Chemical process of cell dissociation by using trypsin

Trypsinization is the process of cell dissociation using trypsin, a proteolytic enzyme which breaks down proteins, to dissociate adherent cells from the vessel in which they are being cultured. When added to cell culture, trypsin breaks down the proteins that enable the cells to adhere to the vessel. Trypsinization is often used to pass cells to a new vessel. When the trypsinization process is complete the cells will be in suspension and appear rounded.

For experimental purposes, cells are often cultivated in containers that take the form of plastic flasks or plates. In such flasks, cells are provided with a growth medium comprising the essential nutrients required for proliferation, and the cells adhere to the container and each other as they grow.

This process of cell culture or tissue culture requires a method to dissociate the cells from the container and each other. Trypsin, an enzyme commonly found in the digestive tract, can be used to "digest" the proteins that facilitate adhesion to the container and between cells.
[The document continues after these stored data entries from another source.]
//! Host report format.
//!
//! Each report is two text lines:
//!
//! ```text
//! Q<quality%> A<attention> M<meditation> <interval>ms\r\n
//! v0,v1,...,v63\r\n
//! ```
//!
//! The first line doubles as the OLED status line.

use core::fmt::{self, Write};

use heapless::String;

/// Line terminator used on the host link
pub const LINE_END: &str = "\r\n";

/// Capacity of a formatted header line
pub const HEADER_LEN: usize = 32;

/// Scale a 0-255 quality code to a percentage
pub fn quality_percent(quality: u8) -> u8 {
    (u16::from(quality) * 100 / 255) as u8
}

/// Summary fields printed at the head of each report
#[derive(Debug, Clone, Copy, Default, PartialEq, Eq)]
#[cfg_attr(feature = "defmt", derive(defmt::Format))]
pub struct ReportHeader {
    /// Raw quality code (0 = good)
    pub quality: u8,
    /// eSense attention
    pub attention: u8,
    /// eSense meditation
    pub meditation: u8,
    /// Milliseconds since the previous report
    pub interval_ms: u32,
}

impl ReportHeader {
    /// Render into a fixed-capacity string
    pub fn to_line(&self) -> String<HEADER_LEN> {
        let mut line = String::new();
        // Longest rendering is 27 chars, well inside the capacity
        let _ = write!(line, "{}", self);
        line
    }
}

impl fmt::Display for ReportHeader {
    fn fmt(&self, f: &mut fmt::Formatter<'_>) -> fmt::Result {
        write!(
            f,
            "Q{} A{} M{} {}ms",
            quality_percent(self.quality),
            self.attention,
            self.meditation,
            self.interval_ms
        )
    }
}

/// Streams comma-separated values to a writer, one at a time
pub struct ValueLine<'a, W: Write + ?Sized> {
    out: &'a mut W,
    count: usize,
}

impl<'a, W: Write + ?Sized> ValueLine<'a, W> {
    /// Start a new value line
    pub fn new(out: &'a mut W) -> Self {
        Self { out, count: 0 }
    }

    /// Append one value
    pub fn push(&mut self, value: i32) -> fmt::Result {
        if self.count > 0 {
            self.out.write_char(',')?;
        }
        self.count += 1;
        write!(self.out, "{}", value)
    }

    /// Number of values written so far
    pub fn count(&self) -> usize {
        self.count
    }

    /// Terminate the line
    pub fn finish(self) -> fmt::Result {
        self.out.write_str(LINE_END)
    }
}
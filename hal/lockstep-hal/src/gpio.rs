//! GPIO pin abstractions
//!
//! Digital outputs drive the signal-quality LED.

/// Digital output pin
///
/// Implementations handle the register manipulation for the specific chip.
pub trait OutputPin {
    /// Set the pin high (logic 1)
    fn set_high(&mut self);

    /// Set the pin low (logic 0)
    fn set_low(&mut self);

    /// Set the pin to a specific state
    fn set_state(&mut self, high: bool) {
        if high {
            self.set_high();
        } else {
            self.set_low();
        }
    }

    /// Check if the pin is currently set high
    fn is_set_high(&self) -> bool;

    /// Check if the pin is currently set low
    fn is_set_low(&self) -> bool {
        !self.is_set_high()
    }
}

impl<T: OutputPin + ?Sized> OutputPin for &mut T {
    fn set_high(&mut self) {
        (**self).set_high();
    }

    fn set_low(&mut self) {
        (**self).set_low();
    }

    fn is_set_high(&self) -> bool {
        (**self).is_set_high()
    }
}

#[cfg(test)]
mod tests {
    use super::*;

    struct MockPin {
        high: bool,
    }

    impl OutputPin for MockPin {
        fn set_high(&mut self) {
            self.high = true;
        }

        fn set_low(&mut self) {
            self.high = false;
        }

        fn is_set_high(&self) -> bool {
            self.high
        }
    }

    #[test]
    fn test_set_state() {
        let mut pin = MockPin { high: false };
        pin.set_state(true);
        assert!(pin.is_set_high());
        pin.set_state(false);
        assert!(pin.is_set_low());
    }

    #[test]
    fn test_mut_ref_forwards() {
        let mut pin = MockPin { high: false };
        {
            let mut r = &mut pin;
            r.set_high();
            assert!(r.is_set_high());
        }
        assert!(pin.high);
    }
}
Once cells have detached from their container it is necessary to deactivate the trypsin, unless the trypsin is synthetic, as cell surface proteins will also be cleaved over time and this will affect cell functioning. Serum can be used to inactivate trypsin, as it contains protease inhibitors. Because of the presence of these inhibitors, the serum must be removed before treatment of a growth vessel with trypsin and must not be added again to the growth vessel until cells have detached from their growth surface - this detachment can be confirmed by visual observation using a microscope.

Trypsinization is often used to permit passage of adherent cells to a new container, observation for experimentation, or reduction of the degree of confluency in a culture flask through the removal of a percentage of the cells.